Впрочем, в тот самый миг я думала не о маме или папе, а о Тиме. Мне казалось, что я не могу уплыть так далеко, не могу оставить его позади, за целым океаном соленой воды. Я ощущала, что совершаю безумный поступок.
Я посмотрела на возвышавшийся над нами борт корабля и поняла, что вижу безжалостное и жестокое пыточное орудие, изготовленное специально для того, чтобы увезти меня от всего любимого.
– Не поеду, никуда не поеду! – твердила я, но все было бесполезно.
A потом я поднялась на верхнюю палубу, а он направился вниз по трапу. Я не говорила этого папе, но до самого последнего мгновения в душе моей теплилась надежда на то, что вот-вот явится Тим и заберет меня отсюда. Предшествовавшим вечером я выбралась из дома и отослала ему короткую телеграмму. В ней было написано: «Отплываю завтра», к этим двум словам я добавила название корабля.
«Если я ему небезразлична, – думала я, – то он приедет проводить меня или, по крайней мере, телеграфирует: “Не уезжай, пока мы не встретимся и не поговорим”».
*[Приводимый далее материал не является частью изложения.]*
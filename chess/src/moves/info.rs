use super::MoveKind;
use crate::types::Position;

/// Answer of a piece asked whether it can go to a cell
#[derive(Debug, Copy, Clone, PartialEq, Eq, Hash)]
pub enum Verdict {
    /// The target is the cell the piece already stands on
    NotAMove,
    /// The piece is not on the board, or there is no piece on the source cell
    Detached,
    /// The target is occupied by a piece of the same color
    SameColor,
    /// The piece never moves like this
    BadShape,
    /// The shape is right, but the path is obstructed or a special rule forbids the move
    Blocked,
    /// Quiet move to an empty cell
    Move,
    /// Capture of an opposing piece
    Attack,
}

/// Result of [`Piece::is_valid_move()`](crate::Piece::is_valid_move) and friends
///
/// The self-check rule is not considered here. A move with `can_move() == true` is only
/// shape-legal, see [`Board::is_legal_move()`](crate::Board::is_legal_move) for the full check.
#[derive(Debug, Copy, Clone, PartialEq, Eq, Hash)]
pub struct MoveInfo {
    target: Position,
    verdict: Verdict,
    kind: MoveKind,
}

impl MoveInfo {
    #[inline]
    pub(crate) const fn rejected(target: Position, verdict: Verdict) -> MoveInfo {
        MoveInfo {
            target,
            verdict,
            kind: MoveKind::Simple,
        }
    }

    #[inline]
    pub(crate) const fn accepted(target: Position, attack: bool, kind: MoveKind) -> MoveInfo {
        MoveInfo {
            target,
            verdict: if attack { Verdict::Attack } else { Verdict::Move },
            kind,
        }
    }

    #[inline]
    pub const fn target(&self) -> Position {
        self.target
    }

    #[inline]
    pub const fn verdict(&self) -> Verdict {
        self.verdict
    }

    /// Kind of the move, meaningful only if [`MoveInfo::can_move()`] holds
    #[inline]
    pub const fn kind(&self) -> MoveKind {
        self.kind
    }

    #[inline]
    pub const fn can_move(&self) -> bool {
        matches!(self.verdict, Verdict::Move | Verdict::Attack)
    }

    /// Returns `true` if the move captures something
    ///
    /// For enpassant the captured pawn is not on the target cell.
    #[inline]
    pub const fn is_attack(&self) -> bool {
        matches!(self.verdict, Verdict::Attack)
    }

    /// Returns `true` if the move has a valid shape but is disallowed by occupancy
    #[inline]
    pub const fn is_blocked(&self) -> bool {
        matches!(self.verdict, Verdict::SameColor | Verdict::Blocked)
    }
}
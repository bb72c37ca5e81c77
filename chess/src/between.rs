use crate::board::Board;
use crate::types::Position;

/// Returns `true` if `src` and `dst` lie on one row or one column and differ
#[inline]
pub fn is_rook_valid(src: Position, dst: Position) -> bool {
    (src.diff_row(dst) == 0) != (src.diff_col(dst) == 0)
}

/// Returns `true` if `src` and `dst` lie on one diagonal and differ
#[inline]
pub fn is_bishop_valid(src: Position, dst: Position) -> bool {
    src.diff_row(dst) == src.diff_col(dst) && src.diff_row(dst) != 0
}

/// Iterator over the cells strictly between two aligned cells
#[derive(Debug, Clone)]
pub struct Strict {
    cur: Position,
    step_row: isize,
    step_col: isize,
    left: u8,
}

impl Iterator for Strict {
    type Item = Position;

    fn next(&mut self) -> Option<Position> {
        if self.left == 0 {
            return None;
        }
        self.left -= 1;
        self.cur = self.cur.try_shift(self.step_row, self.step_col)?;
        Some(self.cur)
    }
}

/// Returns the cells strictly between `src` and `dst`
///
/// The cells must be aligned on a line or a diagonal, otherwise the result is meaningless.
#[inline]
pub fn strict(src: Position, dst: Position) -> Strict {
    Strict {
        cur: src,
        step_row: src.delta_row(dst).signum() as isize,
        step_col: src.delta_col(dst).signum() as isize,
        left: src.distance(dst).saturating_sub(1),
    }
}

#[inline]
pub fn is_path_clear(b: &Board, src: Position, dst: Position) -> bool {
    strict(src, dst).all(|p| b.is_empty_cell(p))
}
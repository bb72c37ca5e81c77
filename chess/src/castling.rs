use crate::types::{CastlingSide, Color, Position};
use gridchess_base::geometry;

const KING_FILE: u8 = 4;

#[inline]
pub const fn king_src(c: Color) -> Position {
    Position::from_parts(geometry::home_row(c), KING_FILE)
}

#[inline]
pub const fn king_dst(c: Color, s: CastlingSide) -> Position {
    let col = match s {
        CastlingSide::King => 6,
        CastlingSide::Queen => 2,
    };
    Position::from_parts(geometry::home_row(c), col)
}

#[inline]
pub const fn rook_src(c: Color, s: CastlingSide) -> Position {
    let col = match s {
        CastlingSide::King => 7,
        CastlingSide::Queen => 0,
    };
    Position::from_parts(geometry::home_row(c), col)
}

/// Cell the rook lands on, which is also the cell the king passes through
#[inline]
pub const fn rook_dst(c: Color, s: CastlingSide) -> Position {
    let col = match s {
        CastlingSide::King => 5,
        CastlingSide::Queen => 3,
    };
    Position::from_parts(geometry::home_row(c), col)
}

/// Detects whether a king move from `src` to `dst` is a castling request
pub fn side_of(c: Color, src: Position, dst: Position) -> Option<CastlingSide> {
    if src != king_src(c) {
        return None;
    }
    [CastlingSide::King, CastlingSide::Queen]
        .into_iter()
        .find(|&s| king_dst(c, s) == dst)
}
Однако ничего подобного не случилось, и, когда корабль неторопливо отплыл из гавани, я поняла, что последняя моя надежда скончалась и что теперь прошедшее безразлично мне.
Я спустилась в свою каюту и заперлась в ней, однако примерно через час поняла, что проголодалась. Это, бесспорно, свидетельствует о том, что материя властвует в нас над духом, как бы люди ни провозглашали противоположное. Я наплакалась так, что глаза уже не смотрели на свет, но тем не менее, спустившись в салон к обеду, плотно и со вкусом поела.
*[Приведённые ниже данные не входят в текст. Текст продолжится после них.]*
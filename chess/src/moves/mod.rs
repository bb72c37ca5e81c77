mod base;
mod info;

pub use base::*;
pub use info::*;
//! Data reader contracts.
//!
//! - columnar tables (`table`)
//! - the `DataReader` capability and the contract orchestrator (`reader`)
//! - a CSV reader (`csv_reader`)

pub mod csv_reader;
pub mod reader;
pub mod table;

pub use csv_reader::CsvReader;
pub use reader::{Contracted, DataReader, ReadPermit, execute_contracted_read, post_read_data, pre_read_data};
pub use table::{Column, ColumnData, Table};
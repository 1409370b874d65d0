//! Top-level application orchestration.
//!
//! `src/main.rs` is intentionally tiny; this module is the "real main" that:
//! - initialises logging
//! - parses CLI arguments
//! - dispatches to the config / contract / fetch code
//! - prints reports

use clap::Parser;

use crate::cli::{Command, ConfigArgs, FetchArgs, Preset, ReadArgs};
use crate::config::{ConfigSchema, ModelConfig, TrainConfig, TypedConfig, apply_cli_arguments};
use crate::contract::{Contracted, CsvReader};
use crate::error::AppError;

/// Entry point for the `tg` binary.
pub fn run() -> Result<(), AppError> {
    init_logging();
    let cli = crate::cli::Cli::parse();

    match cli.command {
        Command::Config(args) => handle_config(args),
        Command::Read(args) => handle_read(args),
        Command::Fetch(args) => handle_fetch(args),
    }
}

/// Log to stderr at `info` unless `RUST_LOG` says otherwise.
fn init_logging() {
    let env = env_logger::Env::default().default_filter_or("info");
    // A second init (e.g. from tests) is harmless.
    let _ = env_logger::Builder::from_env(env)
        .format_timestamp(None)
        .format_target(false)
        .try_init();
}

fn handle_config(args: ConfigArgs) -> Result<(), AppError> {
    print!("{}", render_config(&args)?);
    Ok(())
}

/// Build the chosen preset, apply the overrides and render it as text or JSON.
fn render_config(args: &ConfigArgs) -> Result<String, AppError> {
    match args.preset {
        Preset::Train => render_preset(TrainConfig::with_defaults()?, args),
        Preset::Model => render_preset(ModelConfig::with_defaults()?, args),
    }
}

fn render_preset<S: ConfigSchema>(mut config: TypedConfig<S>, args: &ConfigArgs) -> Result<String, AppError> {
    apply_cli_arguments(&mut config, &args.overrides)?;

    if args.json {
        let json = config
            .to_json()
            .map_err(|e| AppError::new(2, format!("Failed to serialise config: {e}")))?;
        Ok(format!("{json}\n"))
    } else {
        Ok(crate::report::format_config(&config))
    }
}

fn handle_read(args: ReadArgs) -> Result<(), AppError> {
    let delimiter = u8::try_from(args.delimiter)
        .map_err(|_| AppError::new(2, format!("Delimiter must be a single-byte character, got {:?}.", args.delimiter)))?;

    let reader = Contracted::new(
        CsvReader::new()
            .numerical(args.numerical)
            .categorical(args.categorical)
            .delimiter(delimiter),
    );
    let table = reader.read(&args.path)?;

    println!("=== {} ===", args.path.display());
    print!("{}", crate::report::format_table_summary(&table, args.head));
    Ok(())
}

fn handle_fetch(args: FetchArgs) -> Result<(), AppError> {
    let cache_root = args
        .cache_dir
        .unwrap_or_else(crate::data::cache_root_from_env);
    let path = crate::data::download(&args.url, &args.name, &cache_root)?;
    println!("{}", path.display());
    Ok(())
}
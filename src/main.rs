use std::process::ExitCode;

fn main() -> ExitCode {
    match tabular_guard::app::run() {
        Ok(()) => ExitCode::SUCCESS,
        Err(err) => {
            eprintln!("{err}");
            ExitCode::from(err.exit_code())
        }
    }
}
Когда я снова спустилась туда к ужину, мне пришлось взять себя в руки, но не ради еды. Дело было в том, что я подслушала разговор двух офицеров.
Я выходила из обеденного салона следом за ними, и говоривший не видел меня. Остановившись, чтобы зажечь сигарету, он обратился к другу:
– Нас ждет отвратительное путешествие.
И теперь этот самый офицер сидел напротив меня за столом. Он оказался молодым и достаточно привлекательным, и я понимала, какой уродиной кажусь ему. Я настолько погрузилась в собственное несчастье, что даже забыла припудрить нос и накрасить губы, а когда я вернулась в свою каюту и увидела в зеркале собственное лицо, мне чуть не стало плохо.